Collected data entries

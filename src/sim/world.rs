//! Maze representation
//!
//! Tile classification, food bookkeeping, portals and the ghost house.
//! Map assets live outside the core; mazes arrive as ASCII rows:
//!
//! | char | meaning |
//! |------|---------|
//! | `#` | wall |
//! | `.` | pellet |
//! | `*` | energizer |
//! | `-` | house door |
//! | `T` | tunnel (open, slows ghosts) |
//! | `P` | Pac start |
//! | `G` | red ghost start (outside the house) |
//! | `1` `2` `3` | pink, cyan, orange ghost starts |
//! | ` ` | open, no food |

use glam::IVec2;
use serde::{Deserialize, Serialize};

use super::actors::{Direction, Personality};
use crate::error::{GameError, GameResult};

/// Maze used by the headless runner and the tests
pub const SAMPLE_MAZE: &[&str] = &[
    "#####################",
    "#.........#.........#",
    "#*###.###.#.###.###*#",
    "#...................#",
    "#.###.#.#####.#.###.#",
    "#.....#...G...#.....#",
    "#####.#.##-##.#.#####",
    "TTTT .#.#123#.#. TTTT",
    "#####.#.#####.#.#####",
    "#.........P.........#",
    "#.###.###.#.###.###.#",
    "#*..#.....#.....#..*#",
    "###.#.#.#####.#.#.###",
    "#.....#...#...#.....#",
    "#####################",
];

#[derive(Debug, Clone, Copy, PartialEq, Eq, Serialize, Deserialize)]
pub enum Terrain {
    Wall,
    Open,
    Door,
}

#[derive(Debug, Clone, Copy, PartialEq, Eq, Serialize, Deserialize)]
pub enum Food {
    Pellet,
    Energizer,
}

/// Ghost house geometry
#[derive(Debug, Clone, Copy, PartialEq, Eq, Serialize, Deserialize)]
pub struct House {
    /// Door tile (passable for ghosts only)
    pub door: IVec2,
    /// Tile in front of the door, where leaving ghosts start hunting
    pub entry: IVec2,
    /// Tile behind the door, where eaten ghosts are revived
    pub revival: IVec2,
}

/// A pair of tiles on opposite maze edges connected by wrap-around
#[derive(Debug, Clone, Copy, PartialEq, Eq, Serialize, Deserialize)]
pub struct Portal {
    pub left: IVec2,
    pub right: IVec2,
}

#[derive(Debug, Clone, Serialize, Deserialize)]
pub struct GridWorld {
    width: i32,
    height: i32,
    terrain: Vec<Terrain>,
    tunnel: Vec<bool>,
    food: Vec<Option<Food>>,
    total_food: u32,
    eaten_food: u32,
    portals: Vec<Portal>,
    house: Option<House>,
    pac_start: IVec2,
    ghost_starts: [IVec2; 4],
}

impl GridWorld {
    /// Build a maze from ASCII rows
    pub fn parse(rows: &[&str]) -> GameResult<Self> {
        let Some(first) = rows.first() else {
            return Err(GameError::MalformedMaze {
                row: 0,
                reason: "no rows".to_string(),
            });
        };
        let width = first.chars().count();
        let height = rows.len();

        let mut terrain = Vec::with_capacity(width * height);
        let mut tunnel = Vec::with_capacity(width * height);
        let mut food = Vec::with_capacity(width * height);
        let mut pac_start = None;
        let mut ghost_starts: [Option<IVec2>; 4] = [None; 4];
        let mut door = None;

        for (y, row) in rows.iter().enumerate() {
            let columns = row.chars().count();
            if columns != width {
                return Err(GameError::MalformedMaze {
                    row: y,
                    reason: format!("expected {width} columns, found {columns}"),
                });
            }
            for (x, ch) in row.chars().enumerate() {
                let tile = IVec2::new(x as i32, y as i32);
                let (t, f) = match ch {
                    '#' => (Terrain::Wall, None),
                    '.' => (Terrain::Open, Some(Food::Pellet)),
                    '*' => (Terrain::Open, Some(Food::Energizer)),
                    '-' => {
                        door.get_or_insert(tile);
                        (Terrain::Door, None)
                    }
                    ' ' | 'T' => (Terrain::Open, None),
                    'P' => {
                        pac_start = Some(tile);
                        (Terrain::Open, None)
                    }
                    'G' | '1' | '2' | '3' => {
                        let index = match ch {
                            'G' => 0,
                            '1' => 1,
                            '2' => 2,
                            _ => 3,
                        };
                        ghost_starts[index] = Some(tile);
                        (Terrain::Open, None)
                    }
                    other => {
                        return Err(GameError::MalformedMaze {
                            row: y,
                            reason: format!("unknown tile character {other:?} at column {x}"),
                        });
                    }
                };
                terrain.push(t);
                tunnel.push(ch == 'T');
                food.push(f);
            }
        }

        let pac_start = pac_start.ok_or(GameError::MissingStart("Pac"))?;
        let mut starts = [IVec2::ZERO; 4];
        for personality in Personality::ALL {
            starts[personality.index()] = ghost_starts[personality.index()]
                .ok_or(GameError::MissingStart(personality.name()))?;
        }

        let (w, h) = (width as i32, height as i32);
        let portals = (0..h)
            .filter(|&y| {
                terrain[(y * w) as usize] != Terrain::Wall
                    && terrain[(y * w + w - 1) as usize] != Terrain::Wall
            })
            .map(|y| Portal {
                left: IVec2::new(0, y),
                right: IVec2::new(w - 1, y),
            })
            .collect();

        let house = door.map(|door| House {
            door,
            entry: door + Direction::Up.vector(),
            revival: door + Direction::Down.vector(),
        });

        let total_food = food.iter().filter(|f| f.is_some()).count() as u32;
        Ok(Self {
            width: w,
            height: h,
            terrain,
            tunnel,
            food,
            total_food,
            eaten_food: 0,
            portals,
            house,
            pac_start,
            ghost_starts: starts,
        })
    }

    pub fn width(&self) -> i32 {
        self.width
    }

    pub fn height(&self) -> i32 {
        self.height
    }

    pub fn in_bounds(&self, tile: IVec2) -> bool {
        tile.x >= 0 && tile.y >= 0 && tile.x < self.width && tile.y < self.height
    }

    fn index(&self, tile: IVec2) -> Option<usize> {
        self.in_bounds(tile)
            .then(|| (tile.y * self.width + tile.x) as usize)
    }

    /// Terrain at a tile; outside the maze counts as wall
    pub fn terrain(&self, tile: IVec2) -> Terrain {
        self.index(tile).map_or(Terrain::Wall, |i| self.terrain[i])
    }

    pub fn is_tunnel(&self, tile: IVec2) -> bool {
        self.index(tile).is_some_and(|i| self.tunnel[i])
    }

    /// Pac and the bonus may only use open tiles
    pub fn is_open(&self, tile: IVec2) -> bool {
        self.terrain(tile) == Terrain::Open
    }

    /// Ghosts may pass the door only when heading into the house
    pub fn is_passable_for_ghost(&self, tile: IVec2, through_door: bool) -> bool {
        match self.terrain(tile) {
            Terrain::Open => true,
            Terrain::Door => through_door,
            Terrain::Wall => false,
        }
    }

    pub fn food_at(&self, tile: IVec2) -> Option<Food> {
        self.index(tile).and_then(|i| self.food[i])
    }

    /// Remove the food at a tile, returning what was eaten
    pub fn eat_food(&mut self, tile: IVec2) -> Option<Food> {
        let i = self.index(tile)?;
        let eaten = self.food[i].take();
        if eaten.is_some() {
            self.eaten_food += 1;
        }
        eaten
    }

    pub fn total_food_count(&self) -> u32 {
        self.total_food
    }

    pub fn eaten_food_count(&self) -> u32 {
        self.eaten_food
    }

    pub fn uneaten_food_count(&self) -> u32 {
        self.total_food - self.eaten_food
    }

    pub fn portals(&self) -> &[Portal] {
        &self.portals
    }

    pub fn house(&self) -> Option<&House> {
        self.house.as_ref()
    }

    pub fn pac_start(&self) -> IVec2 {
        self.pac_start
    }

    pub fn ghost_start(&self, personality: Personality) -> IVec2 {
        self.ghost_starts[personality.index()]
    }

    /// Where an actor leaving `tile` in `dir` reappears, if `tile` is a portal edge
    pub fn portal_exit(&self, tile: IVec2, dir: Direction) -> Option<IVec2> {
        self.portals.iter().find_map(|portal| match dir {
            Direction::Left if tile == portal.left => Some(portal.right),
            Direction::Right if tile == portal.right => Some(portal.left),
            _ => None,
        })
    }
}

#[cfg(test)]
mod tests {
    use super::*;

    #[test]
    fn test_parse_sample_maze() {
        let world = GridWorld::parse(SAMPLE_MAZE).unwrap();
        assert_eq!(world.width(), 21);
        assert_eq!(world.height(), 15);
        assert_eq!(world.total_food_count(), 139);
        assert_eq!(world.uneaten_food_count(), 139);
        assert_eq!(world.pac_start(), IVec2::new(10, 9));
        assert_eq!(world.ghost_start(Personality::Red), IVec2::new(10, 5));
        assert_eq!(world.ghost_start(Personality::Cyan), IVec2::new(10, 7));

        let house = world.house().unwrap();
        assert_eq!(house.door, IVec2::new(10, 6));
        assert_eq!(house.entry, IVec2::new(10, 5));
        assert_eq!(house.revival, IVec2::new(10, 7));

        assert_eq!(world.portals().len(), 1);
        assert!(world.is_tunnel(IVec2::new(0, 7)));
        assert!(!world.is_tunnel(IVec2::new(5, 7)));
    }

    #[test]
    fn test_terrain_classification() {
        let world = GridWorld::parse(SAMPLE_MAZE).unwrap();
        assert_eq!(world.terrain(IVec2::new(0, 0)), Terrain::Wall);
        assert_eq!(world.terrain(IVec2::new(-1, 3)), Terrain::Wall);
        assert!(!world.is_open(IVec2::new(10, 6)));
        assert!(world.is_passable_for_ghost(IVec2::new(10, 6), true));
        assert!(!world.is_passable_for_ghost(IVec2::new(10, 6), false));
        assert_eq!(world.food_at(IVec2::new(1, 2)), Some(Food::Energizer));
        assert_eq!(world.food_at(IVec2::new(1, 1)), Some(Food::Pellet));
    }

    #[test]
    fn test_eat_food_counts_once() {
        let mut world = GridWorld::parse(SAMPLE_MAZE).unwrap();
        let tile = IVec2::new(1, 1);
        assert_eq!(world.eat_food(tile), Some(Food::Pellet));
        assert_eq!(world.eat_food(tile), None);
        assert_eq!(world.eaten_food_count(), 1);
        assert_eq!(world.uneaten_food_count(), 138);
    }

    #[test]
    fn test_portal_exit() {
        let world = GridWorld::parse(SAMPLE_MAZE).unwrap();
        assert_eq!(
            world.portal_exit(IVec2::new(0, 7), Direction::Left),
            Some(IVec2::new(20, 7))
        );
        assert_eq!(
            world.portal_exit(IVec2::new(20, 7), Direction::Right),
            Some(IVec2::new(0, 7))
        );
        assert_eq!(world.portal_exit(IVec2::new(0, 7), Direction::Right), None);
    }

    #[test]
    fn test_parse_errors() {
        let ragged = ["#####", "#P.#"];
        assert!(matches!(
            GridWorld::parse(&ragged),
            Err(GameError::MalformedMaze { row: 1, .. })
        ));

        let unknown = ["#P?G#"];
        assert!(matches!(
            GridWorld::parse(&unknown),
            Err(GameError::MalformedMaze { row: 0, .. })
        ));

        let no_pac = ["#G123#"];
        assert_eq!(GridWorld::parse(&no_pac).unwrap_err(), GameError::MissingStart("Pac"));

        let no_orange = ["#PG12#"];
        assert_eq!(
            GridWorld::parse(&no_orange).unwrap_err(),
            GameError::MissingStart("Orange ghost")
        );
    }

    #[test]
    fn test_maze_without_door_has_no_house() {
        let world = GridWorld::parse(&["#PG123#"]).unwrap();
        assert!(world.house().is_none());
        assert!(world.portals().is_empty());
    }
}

...

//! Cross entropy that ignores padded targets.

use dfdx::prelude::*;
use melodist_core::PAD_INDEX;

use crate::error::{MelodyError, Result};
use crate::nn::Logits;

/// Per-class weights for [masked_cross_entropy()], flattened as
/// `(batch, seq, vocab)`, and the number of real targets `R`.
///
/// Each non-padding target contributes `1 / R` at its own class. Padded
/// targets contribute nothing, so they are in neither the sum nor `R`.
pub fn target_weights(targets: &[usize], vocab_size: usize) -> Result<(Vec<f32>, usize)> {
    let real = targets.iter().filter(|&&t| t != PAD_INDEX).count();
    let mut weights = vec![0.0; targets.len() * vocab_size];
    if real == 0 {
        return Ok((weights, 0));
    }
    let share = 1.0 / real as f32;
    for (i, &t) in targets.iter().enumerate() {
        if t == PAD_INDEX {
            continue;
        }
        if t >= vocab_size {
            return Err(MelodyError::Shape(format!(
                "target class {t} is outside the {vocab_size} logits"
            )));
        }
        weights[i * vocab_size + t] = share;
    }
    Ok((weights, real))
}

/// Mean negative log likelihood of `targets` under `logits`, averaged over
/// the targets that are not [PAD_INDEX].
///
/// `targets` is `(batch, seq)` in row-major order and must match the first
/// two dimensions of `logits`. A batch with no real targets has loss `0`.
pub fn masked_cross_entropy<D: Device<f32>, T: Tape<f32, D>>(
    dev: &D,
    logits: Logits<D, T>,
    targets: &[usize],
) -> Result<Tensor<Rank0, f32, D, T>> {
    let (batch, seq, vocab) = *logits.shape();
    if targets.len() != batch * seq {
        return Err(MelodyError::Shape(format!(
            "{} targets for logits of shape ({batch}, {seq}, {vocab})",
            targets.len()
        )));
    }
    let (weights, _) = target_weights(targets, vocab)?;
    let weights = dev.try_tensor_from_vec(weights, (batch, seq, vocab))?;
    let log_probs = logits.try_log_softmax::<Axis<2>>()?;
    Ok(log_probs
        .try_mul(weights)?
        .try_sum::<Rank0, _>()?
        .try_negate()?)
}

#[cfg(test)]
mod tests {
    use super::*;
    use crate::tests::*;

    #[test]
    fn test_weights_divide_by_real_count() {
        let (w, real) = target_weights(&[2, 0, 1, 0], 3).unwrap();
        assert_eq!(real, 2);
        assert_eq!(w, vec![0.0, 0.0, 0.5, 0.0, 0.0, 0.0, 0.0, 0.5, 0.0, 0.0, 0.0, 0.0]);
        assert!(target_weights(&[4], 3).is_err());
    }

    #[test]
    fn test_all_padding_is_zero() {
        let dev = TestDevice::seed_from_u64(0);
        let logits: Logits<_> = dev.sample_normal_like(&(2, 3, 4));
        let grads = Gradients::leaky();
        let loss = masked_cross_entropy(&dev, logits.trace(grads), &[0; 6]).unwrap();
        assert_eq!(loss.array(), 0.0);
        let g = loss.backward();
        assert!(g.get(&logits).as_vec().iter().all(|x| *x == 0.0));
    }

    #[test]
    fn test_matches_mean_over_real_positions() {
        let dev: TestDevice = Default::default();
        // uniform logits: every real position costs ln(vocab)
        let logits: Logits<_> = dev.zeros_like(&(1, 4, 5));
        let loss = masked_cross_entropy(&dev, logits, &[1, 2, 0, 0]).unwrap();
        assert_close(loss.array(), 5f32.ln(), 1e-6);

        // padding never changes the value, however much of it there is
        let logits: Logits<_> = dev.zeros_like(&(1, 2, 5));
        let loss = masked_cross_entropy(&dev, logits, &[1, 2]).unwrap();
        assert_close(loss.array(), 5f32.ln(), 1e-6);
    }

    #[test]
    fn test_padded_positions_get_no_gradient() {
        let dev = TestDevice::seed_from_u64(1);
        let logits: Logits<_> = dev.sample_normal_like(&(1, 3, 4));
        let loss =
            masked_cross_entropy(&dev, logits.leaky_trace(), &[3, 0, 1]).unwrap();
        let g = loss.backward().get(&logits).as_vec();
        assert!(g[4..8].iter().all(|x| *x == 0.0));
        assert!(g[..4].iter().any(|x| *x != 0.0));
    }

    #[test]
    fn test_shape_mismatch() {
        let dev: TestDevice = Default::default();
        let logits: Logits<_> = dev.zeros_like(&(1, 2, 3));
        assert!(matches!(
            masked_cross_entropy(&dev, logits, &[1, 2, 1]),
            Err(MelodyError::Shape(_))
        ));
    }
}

* * *

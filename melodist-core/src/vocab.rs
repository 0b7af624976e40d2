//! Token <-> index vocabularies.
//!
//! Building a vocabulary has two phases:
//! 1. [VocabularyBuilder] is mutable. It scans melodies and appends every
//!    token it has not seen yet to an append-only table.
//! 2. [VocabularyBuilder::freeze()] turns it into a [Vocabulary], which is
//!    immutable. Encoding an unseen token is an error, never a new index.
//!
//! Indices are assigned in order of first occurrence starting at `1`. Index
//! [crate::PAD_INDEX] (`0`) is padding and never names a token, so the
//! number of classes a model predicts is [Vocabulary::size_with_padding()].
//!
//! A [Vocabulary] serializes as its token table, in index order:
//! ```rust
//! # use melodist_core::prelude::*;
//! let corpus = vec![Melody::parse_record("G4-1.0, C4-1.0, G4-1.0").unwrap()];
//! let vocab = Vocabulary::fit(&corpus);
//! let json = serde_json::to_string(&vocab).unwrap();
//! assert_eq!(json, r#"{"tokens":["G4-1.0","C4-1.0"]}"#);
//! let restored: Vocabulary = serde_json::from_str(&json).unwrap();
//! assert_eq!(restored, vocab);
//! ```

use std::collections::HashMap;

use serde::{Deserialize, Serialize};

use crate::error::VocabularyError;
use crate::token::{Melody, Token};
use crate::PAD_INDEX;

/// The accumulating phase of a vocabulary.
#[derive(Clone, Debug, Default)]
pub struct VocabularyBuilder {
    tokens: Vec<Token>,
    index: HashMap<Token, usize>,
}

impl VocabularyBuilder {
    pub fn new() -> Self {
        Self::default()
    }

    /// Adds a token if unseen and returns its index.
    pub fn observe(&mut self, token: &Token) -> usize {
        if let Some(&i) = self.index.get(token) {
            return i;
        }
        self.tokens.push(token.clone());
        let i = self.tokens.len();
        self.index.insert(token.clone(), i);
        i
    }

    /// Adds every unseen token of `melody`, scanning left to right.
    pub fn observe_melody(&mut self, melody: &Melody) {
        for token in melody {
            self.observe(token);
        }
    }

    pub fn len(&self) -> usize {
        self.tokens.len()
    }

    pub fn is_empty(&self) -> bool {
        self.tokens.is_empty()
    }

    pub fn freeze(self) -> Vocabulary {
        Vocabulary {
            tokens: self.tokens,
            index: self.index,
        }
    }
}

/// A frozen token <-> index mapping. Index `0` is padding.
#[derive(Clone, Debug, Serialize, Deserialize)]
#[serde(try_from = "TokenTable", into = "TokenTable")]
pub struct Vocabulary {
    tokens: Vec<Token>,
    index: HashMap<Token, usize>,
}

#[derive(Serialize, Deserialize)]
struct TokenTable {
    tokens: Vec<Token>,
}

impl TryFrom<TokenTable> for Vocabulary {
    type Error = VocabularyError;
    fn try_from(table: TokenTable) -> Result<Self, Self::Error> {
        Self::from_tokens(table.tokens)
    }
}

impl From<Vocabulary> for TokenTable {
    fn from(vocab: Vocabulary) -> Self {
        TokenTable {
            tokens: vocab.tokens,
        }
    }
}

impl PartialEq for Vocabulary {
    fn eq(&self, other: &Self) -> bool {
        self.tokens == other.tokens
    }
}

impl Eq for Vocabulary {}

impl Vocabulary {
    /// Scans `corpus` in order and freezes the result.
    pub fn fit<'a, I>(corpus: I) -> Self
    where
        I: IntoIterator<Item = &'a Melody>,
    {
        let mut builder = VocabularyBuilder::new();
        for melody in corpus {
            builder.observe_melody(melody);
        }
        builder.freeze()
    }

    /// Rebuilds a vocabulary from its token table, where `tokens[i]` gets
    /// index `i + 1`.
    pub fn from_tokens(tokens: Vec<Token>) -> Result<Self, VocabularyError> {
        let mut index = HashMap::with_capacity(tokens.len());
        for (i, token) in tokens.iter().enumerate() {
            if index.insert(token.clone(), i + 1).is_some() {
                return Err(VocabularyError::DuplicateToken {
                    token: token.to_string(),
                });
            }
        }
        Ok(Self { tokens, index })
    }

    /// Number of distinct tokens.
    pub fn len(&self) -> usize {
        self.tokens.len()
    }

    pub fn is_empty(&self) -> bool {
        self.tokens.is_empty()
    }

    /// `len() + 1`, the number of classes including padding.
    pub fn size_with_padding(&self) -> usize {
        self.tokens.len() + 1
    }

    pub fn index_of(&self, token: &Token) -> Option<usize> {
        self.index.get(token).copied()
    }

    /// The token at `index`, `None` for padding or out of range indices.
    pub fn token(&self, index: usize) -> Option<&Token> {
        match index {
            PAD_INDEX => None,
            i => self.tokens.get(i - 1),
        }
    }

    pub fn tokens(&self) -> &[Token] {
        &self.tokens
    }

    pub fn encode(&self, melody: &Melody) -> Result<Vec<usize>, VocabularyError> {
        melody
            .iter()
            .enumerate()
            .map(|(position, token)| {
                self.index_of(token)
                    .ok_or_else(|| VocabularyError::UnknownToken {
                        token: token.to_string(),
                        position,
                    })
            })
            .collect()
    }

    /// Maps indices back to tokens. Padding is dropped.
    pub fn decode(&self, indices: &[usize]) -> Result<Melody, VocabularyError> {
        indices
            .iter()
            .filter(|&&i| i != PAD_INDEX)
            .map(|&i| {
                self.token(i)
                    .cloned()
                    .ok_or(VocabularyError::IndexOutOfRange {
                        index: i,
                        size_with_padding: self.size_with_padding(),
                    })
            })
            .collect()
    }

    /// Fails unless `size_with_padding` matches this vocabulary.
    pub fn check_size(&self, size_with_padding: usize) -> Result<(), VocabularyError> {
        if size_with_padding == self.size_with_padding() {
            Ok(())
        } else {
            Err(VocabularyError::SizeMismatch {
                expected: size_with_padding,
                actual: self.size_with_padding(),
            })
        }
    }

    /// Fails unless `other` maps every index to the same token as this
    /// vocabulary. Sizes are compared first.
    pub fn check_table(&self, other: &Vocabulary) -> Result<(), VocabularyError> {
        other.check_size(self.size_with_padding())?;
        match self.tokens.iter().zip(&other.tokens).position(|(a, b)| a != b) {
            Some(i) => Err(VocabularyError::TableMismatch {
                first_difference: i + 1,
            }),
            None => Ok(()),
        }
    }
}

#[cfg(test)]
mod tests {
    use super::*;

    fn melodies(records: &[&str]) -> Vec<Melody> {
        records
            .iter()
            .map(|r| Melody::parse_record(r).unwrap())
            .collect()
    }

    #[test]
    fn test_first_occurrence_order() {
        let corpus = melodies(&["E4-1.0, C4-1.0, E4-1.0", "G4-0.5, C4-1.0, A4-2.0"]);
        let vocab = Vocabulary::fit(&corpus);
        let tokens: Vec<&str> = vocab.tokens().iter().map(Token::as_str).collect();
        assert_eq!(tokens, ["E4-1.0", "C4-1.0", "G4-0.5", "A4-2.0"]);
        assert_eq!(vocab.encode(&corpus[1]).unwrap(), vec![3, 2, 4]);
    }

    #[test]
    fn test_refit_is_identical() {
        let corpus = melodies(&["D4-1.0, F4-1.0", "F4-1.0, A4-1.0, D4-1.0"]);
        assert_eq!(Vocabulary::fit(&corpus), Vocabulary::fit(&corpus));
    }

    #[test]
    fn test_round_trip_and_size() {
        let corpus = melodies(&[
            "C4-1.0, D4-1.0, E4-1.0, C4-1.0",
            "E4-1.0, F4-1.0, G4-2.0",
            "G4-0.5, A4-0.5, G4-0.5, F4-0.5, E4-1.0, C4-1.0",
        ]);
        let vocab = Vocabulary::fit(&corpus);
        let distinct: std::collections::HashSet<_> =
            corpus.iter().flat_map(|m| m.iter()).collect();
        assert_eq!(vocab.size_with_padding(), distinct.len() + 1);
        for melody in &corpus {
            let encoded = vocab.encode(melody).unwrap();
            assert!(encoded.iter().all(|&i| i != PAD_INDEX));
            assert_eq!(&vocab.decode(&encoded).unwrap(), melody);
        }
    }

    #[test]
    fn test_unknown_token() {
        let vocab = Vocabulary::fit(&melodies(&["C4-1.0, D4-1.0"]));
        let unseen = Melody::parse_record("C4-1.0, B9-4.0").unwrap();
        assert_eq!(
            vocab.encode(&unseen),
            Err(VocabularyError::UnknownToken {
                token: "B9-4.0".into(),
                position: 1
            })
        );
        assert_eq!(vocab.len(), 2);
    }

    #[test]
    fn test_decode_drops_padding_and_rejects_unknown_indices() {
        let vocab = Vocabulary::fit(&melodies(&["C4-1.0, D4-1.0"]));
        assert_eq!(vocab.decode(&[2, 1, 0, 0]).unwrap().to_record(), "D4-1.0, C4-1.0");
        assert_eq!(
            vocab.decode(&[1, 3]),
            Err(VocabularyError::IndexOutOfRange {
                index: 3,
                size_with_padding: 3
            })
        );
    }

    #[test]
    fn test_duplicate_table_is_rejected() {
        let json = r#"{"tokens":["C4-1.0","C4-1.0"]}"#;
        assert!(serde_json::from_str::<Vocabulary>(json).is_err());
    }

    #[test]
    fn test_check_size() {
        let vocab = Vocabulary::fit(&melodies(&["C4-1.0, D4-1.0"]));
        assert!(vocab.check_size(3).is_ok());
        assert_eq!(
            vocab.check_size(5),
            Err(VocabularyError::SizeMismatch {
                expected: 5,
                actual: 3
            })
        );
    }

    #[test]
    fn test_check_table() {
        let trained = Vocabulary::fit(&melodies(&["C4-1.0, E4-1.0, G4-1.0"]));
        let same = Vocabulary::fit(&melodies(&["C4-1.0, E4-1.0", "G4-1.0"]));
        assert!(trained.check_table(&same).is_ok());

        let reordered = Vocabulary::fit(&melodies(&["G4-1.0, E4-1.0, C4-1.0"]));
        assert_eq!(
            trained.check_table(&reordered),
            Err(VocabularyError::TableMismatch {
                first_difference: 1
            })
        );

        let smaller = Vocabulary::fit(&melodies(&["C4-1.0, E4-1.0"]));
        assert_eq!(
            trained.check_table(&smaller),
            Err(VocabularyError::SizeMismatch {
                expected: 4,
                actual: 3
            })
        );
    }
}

REQUIREMENT
Only one stretch of the data above is needed. Restate it word for word, from the line containing "filename src/sim/world.rs" through the line containing "Pac start |", both ends included.

TASK SOLUTION
filename src/sim/world.rs
//! Maze representation
//!
//! Tile classification, food bookkeeping, portals and the ghost house.
//! Map assets live outside the core; mazes arrive as ASCII rows:
//!
//! | char | meaning |
//! |------|---------|
//! | `#` | wall |
//! | `.` | pellet |
//! | `*` | energizer |
//! | `-` | house door |
//! | `T` | tunnel (open, slows ghosts) |
//! | `P` | Pac start |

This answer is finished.